Sometimes I just have to admit it: I would dearly love to hear a committee discuss a picture book where the medium is photography.

Sometimes I just have to admit it: I would dearly love to hear a committee discuss a picture book where the medium is photography. When I served on the Coretta Scott King Committee, we honored the photography of Charles Smith in
My People and that was the first time photography had been honored in the illustrator category. It was then that I realized how rare it is for photography to get any respect. When
Step Gently Out arrived at my house, I tucked it aside and waited.
I waited to read it to my
test subjects second graders until a few days ago. I like to see their reactions to a book when it is brand-spanking-new to them. Now that they are starting to understand the criteria and parts of a book, it's interesting to note their first reactions. Though this is a very simple book, filled with easy-to-decode words and rhythm and rhyme, it was the images that captured them.

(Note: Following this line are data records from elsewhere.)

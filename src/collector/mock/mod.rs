//! Mock command runner for testing.
//!
//! This module provides `MockRunner` and pre-built scenarios for testing the
//! sysstat pipeline without `sadc`/`sadf` installed.

mod runner;
mod scenarios;

pub use runner::{Invocation, MockRunner};
//! Parsers for `sadf -p` output.
//!
//! `sadf -p` prints one tab-separated record per line:
//!
//! ```text
//! hostname  interval  timestamp  device  field  value
//! ```
//!
//! These are pure functions so they can be tested with string inputs.

/// Number of tab-separated columns in every record.
pub const RECORD_FIELDS: usize = 6;

/// Device column value meaning "no device".
pub const NO_DEVICE: &str = "-";

/// Error type for record parsing failures.
#[derive(Debug, Clone, PartialEq)]
pub struct ParseError {
    pub message: String,
}

impl ParseError {
    pub fn new(msg: impl Into<String>) -> Self {
        Self {
            message: msg.into(),
        }
    }
}

impl std::fmt::Display for ParseError {
    fn fmt(&self, f: &mut std::fmt::Formatter<'_>) -> std::fmt::Result {
        write!(f, "parse error: {}", self.message)
    }
}

impl std::error::Error for ParseError {}

/// One parsed extraction record.
#[derive(Debug, Clone, PartialEq)]
pub struct Record {
    /// Device identifier, `None` when the record carries no device.
    pub device: Option<String>,
    /// Raw field name as printed by `sadf`.
    pub field: String,
    pub value: f64,
}

impl Record {
    /// Key used to group records of one device. Records without a device
    /// share the `"-"` key.
    pub fn device_key(&self) -> &str {
        self.device.as_deref().unwrap_or(NO_DEVICE)
    }

    /// The field name made safe for use as a measurement or field name.
    pub fn sanitized_field(&self) -> String {
        escape_field(&self.field)
    }
}

/// Replaces characters that are reserved in field names.
///
/// `%` becomes `pct_` and `/` becomes `_per_`, so `%util` turns into
/// `pct_util` and `rd_sec/s` into `rd_sec_per_s`.
pub fn escape_field(raw: &str) -> String {
    let mut out = String::with_capacity(raw.len() + 8);
    for c in raw.chars() {
        match c {
            '%' => out.push_str("pct_"),
            '/' => out.push_str("_per_"),
            c => out.push(c),
        }
    }
    out
}

/// Parses one line of `sadf -p` output.
///
/// The line must have exactly six tab-separated columns and a numeric value
/// column. Anything else is an error; callers stop at the first bad record.
pub fn parse_record(line: &str) -> Result<Record, ParseError> {
    let line = line.strip_suffix('\n').unwrap_or(line);
    let line = line.strip_suffix('\r').unwrap_or(line);

    let columns: Vec<&str> = line.split('\t').collect();
    if columns.len() != RECORD_FIELDS {
        return Err(ParseError::new(format!(
            "wrong number of fields: expected {}, got {}",
            RECORD_FIELDS,
            columns.len()
        )));
    }

    let value: f64 = columns[5]
        .parse()
        .map_err(|_| ParseError::new(format!("invalid value {:?}", columns[5])))?;

    let device = match columns[3] {
        NO_DEVICE => None,
        dev => Some(dev.to_string()),
    };

    Ok(Record {
        device,
        field: columns[4].to_string(),
        value,
    })
}
//! System activity collector built on sysstat.
//!
//! This module drives the sysstat tools (`sadc` to capture, `sadf` to
//! extract) through an injectable command runner, so the whole pipeline can
//! run against canned output in tests.
//!
//! # Architecture
//!
//! ```text
//! ┌─────────────────────────────────────────────────────────────┐
//! │                     SysstatCollector                        │
//! │  ┌─────────────────────┐   ┌─────────────────────────────┐  │
//! │  │  capture (sadc)     │   │  extract (sadf) × options   │  │
//! │  │  - temp artifact    │   │  - parser, shaper           │  │
//! │  │  - learned interval │   │  - DeviceTags               │  │
//! │  └──────────┬──────────┘   └──────────────┬──────────────┘  │
//! │             └──────────────┬──────────────┘                 │
//! │                            │                                │
//! │                   ┌────────▼───────┐                        │
//! │                   │ CommandRunner  │ (trait)                │
//! │                   └────────┬───────┘                        │
//! └────────────────────────────┼────────────────────────────────┘
//!                              │
//!                ┌─────────────┼─────────────┐
//!                │                           │
//!         ┌──────▼──────┐             ┌──────▼──────┐
//!         │ SystemRunner│             │ MockRunner  │
//!         │ (processes) │             │ (Testing)   │
//!         └─────────────┘             └─────────────┘
//! ```
//!
//! # Usage
//!
//! ## Production (Linux)
//!
//! ```ignore
//! use sarglot::collector::{SystemRunner, sysstat::SysstatCollector};
//! use sarglot::config::SysstatConfig;
//! use sarglot::sink::JsonLinesSink;
//!
//! let config = SysstatConfig::new("/usr/lib/sa/sadc");
//! let mut collector = SysstatCollector::new(SystemRunner::new(), config);
//! let sink = JsonLinesSink::new(std::io::stdout());
//! collector.run_cycle(&sink)?;
//! ```

pub mod mock;
pub mod sysstat;
pub mod traits;

pub use mock::MockRunner;
pub use sysstat::{CycleError, SysstatCollector, SysstatError};
pub use traits::{CommandOutput, CommandRunner, CommandStatus, RunningCommand, SystemRunner};
//! Executable lookup.

use std::env;
use std::path::{Path, PathBuf};

/// Usual `sadc` locations, checked in order.
pub const SADC_CANDIDATES: &[&str] = &[
    "/usr/lib/sysstat/sadc", // Debian/Ubuntu
    "/usr/lib/sa/sadc",      // Arch
    "/usr/lib64/sa/sadc",    // RHEL/CentOS
    "/usr/libexec/sa/sadc",  // Fedora
];

/// Returns `true` if `path` is a regular file the current user may execute.
pub fn is_executable(path: &Path) -> bool {
    let Ok(metadata) = path.metadata() else {
        return false;
    };
    if !metadata.is_file() {
        return false;
    }

    #[cfg(unix)]
    {
        use std::os::unix::fs::PermissionsExt;
        metadata.permissions().mode() & 0o111 != 0
    }
    #[cfg(not(unix))]
    {
        true
    }
}

/// Resolves `name` through the `PATH` environment variable.
///
/// Names containing a path separator are checked as-is.
pub fn find_in_path(name: &str) -> Option<PathBuf> {
    if name.contains('/') {
        let path = PathBuf::from(name);
        return is_executable(&path).then_some(path);
    }

    let paths = env::var_os("PATH")?;
    env::split_paths(&paths)
        .map(|dir| dir.join(name))
        .find(|candidate| is_executable(candidate))
}

/// Finds `sadc`, which normally lives outside `PATH`.
pub fn find_sadc() -> Option<PathBuf> {
    SADC_CANDIDATES
        .iter()
        .map(PathBuf::from)
        .find(|p| is_executable(p))
        .or_else(|| find_in_path("sadc"))
}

When I slipped off the cover, they noticed the yellow-green cover with a single solitary ant embossed on it. "Ooohh," commented a boy. I moved on to the endpages--my habit is to show both the opening and the closing endpapers before we start. Someone said, "Sun to night. This better start in the morning and end at night!" (Hell hath no fury like a second-grade critic.) Once the initial expectations were out the way, I read the book. They were captivated, not even breaking the spell for the "I caught fireflies on the beach" sharing that is so common. Afterwards, I asked them to try to figure out why I thought this book might be discussed by the Caldecott Committee.
Here is what they said:
--I like how you really just look at the bugs. The other stuff in the picture is soft but you just want to look at the bug.
--It did go from morning to night. (and then...)
--But, it said "morning dew" at the end. I wonder if the endpages are showing the sun coming up? (much discussion on this point)
--I like the "fact pages" at the end and I liked that the pictures were there again.
--The bugs were really really close. I don't know how he did that. (much discussion on how hard it is to get a clear picture of something little and close up)
--I liked how it rhymed. (There was a good deal of talk about the words and they agreed that younger kids could read it too, though adults would have to read the "fact pages" to them. Until I read it aloud, I had not even considered it as a potential Geisel Award winner...now I do.)
Photography is a natural choice in many nonfiction books about nature. The reader can see every detail of the insects, the surrounding branches and the flower parts in these glorious full-bleed pages. The typeface, big and clear, will be easily read, and the type is artfully placed and never distracts the reader from the images. The poem tells a story of slowing down, looking carefully, and appreciating the natural world. The oversized insects allow the reader to imagine what it would be like to
be one. The flyleaf tells the reader that Rick Lieder is a photographer, painter and illustrator. And many of us know, from her previous books, that Helen Frost is one heckuva poet.
I hope the committee will step gently out of the box and consider this one.